EXERCISE DESCRIPTION. Repeat verbatim, and only, the lines of the data below, beginning at the line that contains "repository 6953be73c3ebb658" and stopping after the line that contains "constrained beyond that.".
--- EXCERPTED RECORDS Enclosed Below ---
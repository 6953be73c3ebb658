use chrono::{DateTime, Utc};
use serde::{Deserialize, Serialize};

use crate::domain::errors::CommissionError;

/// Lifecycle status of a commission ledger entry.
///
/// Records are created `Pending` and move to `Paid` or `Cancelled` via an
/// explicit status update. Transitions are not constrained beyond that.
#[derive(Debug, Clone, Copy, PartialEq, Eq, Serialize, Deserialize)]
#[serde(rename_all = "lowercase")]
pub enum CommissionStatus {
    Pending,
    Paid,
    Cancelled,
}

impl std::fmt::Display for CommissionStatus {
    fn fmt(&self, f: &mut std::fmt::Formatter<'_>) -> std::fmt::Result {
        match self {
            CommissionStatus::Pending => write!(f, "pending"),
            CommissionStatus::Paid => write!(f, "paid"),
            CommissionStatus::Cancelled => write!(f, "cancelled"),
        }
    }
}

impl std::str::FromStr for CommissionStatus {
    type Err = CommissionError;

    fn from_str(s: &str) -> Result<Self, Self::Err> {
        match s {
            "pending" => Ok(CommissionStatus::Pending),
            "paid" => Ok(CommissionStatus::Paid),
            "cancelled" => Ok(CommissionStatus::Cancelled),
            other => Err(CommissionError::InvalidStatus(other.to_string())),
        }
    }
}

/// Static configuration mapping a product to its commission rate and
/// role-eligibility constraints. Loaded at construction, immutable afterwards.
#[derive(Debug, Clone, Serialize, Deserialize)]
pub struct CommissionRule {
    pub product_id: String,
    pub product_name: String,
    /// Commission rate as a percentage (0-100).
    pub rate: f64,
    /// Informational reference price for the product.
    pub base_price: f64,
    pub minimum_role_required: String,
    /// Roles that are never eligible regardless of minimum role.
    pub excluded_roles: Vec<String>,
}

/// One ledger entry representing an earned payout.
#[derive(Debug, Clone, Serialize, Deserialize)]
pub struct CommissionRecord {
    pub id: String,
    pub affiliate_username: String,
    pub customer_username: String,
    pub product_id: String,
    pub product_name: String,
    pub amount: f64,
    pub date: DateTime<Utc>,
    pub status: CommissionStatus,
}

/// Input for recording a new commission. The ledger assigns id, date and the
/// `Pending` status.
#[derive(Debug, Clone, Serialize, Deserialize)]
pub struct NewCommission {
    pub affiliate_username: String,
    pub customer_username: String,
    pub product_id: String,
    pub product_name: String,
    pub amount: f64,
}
--- End of Enclosed EXCERPTED RECORDS ---
--- EXCERPTED RECORDS Enclosed Below ---
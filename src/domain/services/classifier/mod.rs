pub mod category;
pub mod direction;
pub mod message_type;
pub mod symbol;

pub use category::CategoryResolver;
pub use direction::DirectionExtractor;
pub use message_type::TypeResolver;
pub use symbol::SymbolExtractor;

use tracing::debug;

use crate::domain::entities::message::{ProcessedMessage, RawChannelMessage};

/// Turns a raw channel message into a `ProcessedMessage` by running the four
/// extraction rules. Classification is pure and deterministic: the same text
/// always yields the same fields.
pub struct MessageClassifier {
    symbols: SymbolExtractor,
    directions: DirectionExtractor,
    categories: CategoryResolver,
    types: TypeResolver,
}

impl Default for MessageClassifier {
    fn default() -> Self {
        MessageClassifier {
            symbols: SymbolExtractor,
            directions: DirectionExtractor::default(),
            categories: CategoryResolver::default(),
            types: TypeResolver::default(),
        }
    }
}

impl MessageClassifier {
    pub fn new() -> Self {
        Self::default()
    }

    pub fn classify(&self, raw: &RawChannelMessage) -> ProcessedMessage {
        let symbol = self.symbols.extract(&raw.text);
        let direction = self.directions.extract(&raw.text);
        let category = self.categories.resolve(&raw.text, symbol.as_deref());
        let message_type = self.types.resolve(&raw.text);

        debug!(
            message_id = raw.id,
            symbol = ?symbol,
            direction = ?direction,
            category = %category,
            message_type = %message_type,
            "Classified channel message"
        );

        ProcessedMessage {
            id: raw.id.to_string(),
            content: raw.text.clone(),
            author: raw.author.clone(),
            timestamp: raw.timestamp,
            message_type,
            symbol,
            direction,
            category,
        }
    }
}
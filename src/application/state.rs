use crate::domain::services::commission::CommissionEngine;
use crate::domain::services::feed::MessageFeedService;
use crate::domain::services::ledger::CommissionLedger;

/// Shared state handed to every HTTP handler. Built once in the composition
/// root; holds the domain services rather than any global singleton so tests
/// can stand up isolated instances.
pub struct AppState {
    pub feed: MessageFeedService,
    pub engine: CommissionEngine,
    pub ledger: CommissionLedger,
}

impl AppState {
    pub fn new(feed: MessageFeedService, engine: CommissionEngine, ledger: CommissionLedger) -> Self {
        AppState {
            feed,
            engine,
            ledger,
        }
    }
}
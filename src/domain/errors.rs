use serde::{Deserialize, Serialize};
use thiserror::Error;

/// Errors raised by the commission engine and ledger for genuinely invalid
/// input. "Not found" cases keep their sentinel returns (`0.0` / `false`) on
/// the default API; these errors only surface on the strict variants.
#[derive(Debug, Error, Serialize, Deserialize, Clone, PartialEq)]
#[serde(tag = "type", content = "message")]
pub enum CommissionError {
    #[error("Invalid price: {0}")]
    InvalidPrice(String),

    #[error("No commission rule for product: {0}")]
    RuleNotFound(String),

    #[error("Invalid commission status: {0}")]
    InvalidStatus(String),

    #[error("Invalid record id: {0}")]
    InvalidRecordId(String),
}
--- End of Enclosed EXCERPTED RECORDS ---
WRITTEN RESPONSE.
repository 6953be73c3ebb658
use chrono::{DateTime, Utc};
use serde::{Deserialize, Serialize};

use crate::domain::errors::CommissionError;

/// Lifecycle status of a commission ledger entry.
///
/// Records are created `Pending` and move to `Paid` or `Cancelled` via an
/// explicit status update. Transitions are not constrained beyond that.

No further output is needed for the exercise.